[MATERIAL SUPPLIED]

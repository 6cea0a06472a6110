use crate::api::GIT_COMMIT_HASH;
use axum::{
    extract::Extension,
    http::{Method, StatusCode},
    response::{IntoResponse, Json},
};
use serde::{Deserialize, Serialize};
use sqlx::{Connection, PgPool};
use tracing::{error, info_span, Instrument};
use utoipa::ToSchema;

#[derive(ToSchema, Serialize, Deserialize, Debug)]
pub struct Health {
    commit: String,
    name: String,
    version: String,
    database: String,
}

#[utoipa::path(
    get,
    path= "/health",
    responses (
        (status = 200, description = "Database is healthy", body = [Health]),
        (status = 503, description = "Database is unhealthy", body = [Health])
    ),
    tag= "health"
)]
// axum handler for health
pub async fn health(method: Method, pool: Extension<PgPool>) -> impl IntoResponse {
    let acquire_span = info_span!(
        "db.acquire",
        db.system = "postgresql",
        db.operation = "ACQUIRE"
    );
    let result = match pool.0.acquire().instrument(acquire_span).await {
        Ok(mut conn) => {
            let ping_span = info_span!("db.ping", db.system = "postgresql", db.operation = "PING");
            match conn.ping().instrument(ping_span).await {
                Ok(()) => Ok(()),
                Err(error) => {
                    error!("Failed to ping database: {}", error);

                    Err(StatusCode::SERVICE_UNAVAILABLE)
                }
            }
        }

        Err(error) => {
            error!("Failed to acquire database connection: {}", error);

            Err(StatusCode::SERVICE_UNAVAILABLE)
        }
    };

    // Create a health struct
    let health = Health {
        commit: GIT_COMMIT_HASH.to_string(),
        name: env!("CARGO_PKG_NAME").to_string(),
        version: env!("CARGO_PKG_VERSION").to_string(),
        database: if result.is_ok() {
            "ok".to_string()
        } else {
            "error".to_string()
        },
    };

    let status = match result {
        Ok(()) => StatusCode::OK,
        Err(status) => status,
    };

    // OPTIONS preflights only need the status line.
    if method == Method::OPTIONS {
        status.into_response()
    } else {
        (status, Json(health)).into_response()
    }
}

[/MATERIAL SUPPLIED]

Find the word "IntoResponse" in the entries, and copy every line it shows up in.

    response::{IntoResponse, Json},
pub async fn health(method: Method, pool: Extension<PgPool>) -> impl IntoResponse {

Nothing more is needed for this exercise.